## YOUR TASK
Copy nothing before the line containing "id, current.status, next)?". Reproduce that line and all that follow, exactly, through the end of the records.

## DATA SUPPLIED
++++++

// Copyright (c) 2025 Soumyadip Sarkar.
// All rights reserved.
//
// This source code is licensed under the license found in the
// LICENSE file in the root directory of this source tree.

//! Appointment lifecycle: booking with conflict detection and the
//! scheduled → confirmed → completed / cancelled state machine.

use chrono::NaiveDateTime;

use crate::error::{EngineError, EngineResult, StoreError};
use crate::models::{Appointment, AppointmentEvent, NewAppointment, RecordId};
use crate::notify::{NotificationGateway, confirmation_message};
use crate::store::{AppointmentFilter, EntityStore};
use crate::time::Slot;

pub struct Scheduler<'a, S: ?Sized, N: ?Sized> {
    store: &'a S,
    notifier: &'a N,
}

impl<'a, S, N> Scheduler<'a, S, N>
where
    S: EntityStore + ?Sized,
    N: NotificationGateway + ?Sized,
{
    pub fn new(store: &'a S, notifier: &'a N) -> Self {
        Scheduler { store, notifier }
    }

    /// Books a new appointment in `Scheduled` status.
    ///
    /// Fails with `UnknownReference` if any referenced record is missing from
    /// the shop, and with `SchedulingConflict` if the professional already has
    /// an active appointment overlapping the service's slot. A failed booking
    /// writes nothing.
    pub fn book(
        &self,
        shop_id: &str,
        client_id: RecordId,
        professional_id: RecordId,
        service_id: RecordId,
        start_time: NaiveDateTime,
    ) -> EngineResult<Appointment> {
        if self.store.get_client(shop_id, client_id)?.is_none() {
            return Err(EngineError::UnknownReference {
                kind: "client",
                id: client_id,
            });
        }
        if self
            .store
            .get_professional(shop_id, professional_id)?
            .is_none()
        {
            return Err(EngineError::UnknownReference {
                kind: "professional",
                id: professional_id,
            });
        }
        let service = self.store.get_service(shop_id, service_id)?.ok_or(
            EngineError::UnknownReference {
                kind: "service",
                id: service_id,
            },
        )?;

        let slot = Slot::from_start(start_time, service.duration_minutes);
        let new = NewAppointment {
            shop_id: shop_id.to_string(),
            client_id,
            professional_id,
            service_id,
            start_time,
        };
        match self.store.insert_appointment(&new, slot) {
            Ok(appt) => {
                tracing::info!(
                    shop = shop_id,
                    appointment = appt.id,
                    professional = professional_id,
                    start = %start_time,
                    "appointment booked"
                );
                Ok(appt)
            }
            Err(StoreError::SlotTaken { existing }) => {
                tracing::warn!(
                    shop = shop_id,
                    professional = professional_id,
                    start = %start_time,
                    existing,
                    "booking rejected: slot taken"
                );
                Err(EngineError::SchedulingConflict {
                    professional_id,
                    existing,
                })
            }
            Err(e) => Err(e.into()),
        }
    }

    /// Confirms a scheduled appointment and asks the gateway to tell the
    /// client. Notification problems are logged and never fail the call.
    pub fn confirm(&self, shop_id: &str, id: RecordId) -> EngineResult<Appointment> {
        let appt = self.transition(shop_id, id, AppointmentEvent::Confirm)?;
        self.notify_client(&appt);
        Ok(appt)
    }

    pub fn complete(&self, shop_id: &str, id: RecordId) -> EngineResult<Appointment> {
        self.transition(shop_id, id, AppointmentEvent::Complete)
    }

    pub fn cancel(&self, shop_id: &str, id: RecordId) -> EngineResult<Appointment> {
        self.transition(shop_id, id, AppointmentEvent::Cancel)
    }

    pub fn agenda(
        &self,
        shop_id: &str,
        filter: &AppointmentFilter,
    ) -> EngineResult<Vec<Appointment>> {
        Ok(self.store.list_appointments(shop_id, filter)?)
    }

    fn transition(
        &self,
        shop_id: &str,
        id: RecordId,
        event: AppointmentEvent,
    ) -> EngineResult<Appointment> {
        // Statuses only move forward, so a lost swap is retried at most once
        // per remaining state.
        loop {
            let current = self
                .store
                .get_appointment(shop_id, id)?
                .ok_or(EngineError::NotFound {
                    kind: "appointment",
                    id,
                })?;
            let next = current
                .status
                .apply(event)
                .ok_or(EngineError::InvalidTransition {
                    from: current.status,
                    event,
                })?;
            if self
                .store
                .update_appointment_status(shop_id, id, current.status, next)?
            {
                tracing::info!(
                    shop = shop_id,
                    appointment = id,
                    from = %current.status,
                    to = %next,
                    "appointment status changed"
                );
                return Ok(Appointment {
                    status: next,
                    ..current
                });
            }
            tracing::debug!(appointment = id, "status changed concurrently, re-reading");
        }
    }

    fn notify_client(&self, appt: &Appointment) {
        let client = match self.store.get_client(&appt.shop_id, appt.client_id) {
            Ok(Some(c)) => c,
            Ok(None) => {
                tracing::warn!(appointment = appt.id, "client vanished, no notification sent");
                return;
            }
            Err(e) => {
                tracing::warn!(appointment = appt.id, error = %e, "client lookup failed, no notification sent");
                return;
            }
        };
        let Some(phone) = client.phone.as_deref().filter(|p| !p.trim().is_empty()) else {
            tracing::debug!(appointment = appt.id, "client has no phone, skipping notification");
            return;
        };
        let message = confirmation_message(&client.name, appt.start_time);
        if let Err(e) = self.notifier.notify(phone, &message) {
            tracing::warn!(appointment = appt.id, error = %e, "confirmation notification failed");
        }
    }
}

++++++

## YOUR RESPONSE
                .update_appointment_status(shop_id, id, current.status, next)?
            {
                tracing::info!(
                    shop = shop_id,
                    appointment = id,
                    from = %current.status,
                    to = %next,
                    "appointment status changed"
                );
                return Ok(Appointment {
                    status: next,
                    ..current
                });
            }
            tracing::debug!(appointment = id, "status changed concurrently, re-reading");
        }
    }

    fn notify_client(&self, appt: &Appointment) {
        let client = match self.store.get_client(&appt.shop_id, appt.client_id) {
            Ok(Some(c)) => c,
            Ok(None) => {
                tracing::warn!(appointment = appt.id, "client vanished, no notification sent");
                return;
            }
            Err(e) => {
                tracing::warn!(appointment = appt.id, error = %e, "client lookup failed, no notification sent");
                return;
            }
        };
        let Some(phone) = client.phone.as_deref().filter(|p| !p.trim().is_empty()) else {
            tracing::debug!(appointment = appt.id, "client has no phone, skipping notification");
            return;
        };
        let message = confirmation_message(&client.name, appt.start_time);
        if let Err(e) = self.notifier.notify(phone, &message) {
            tracing::warn!(appointment = appt.id, error = %e, "confirmation notification failed");
        }
    }
}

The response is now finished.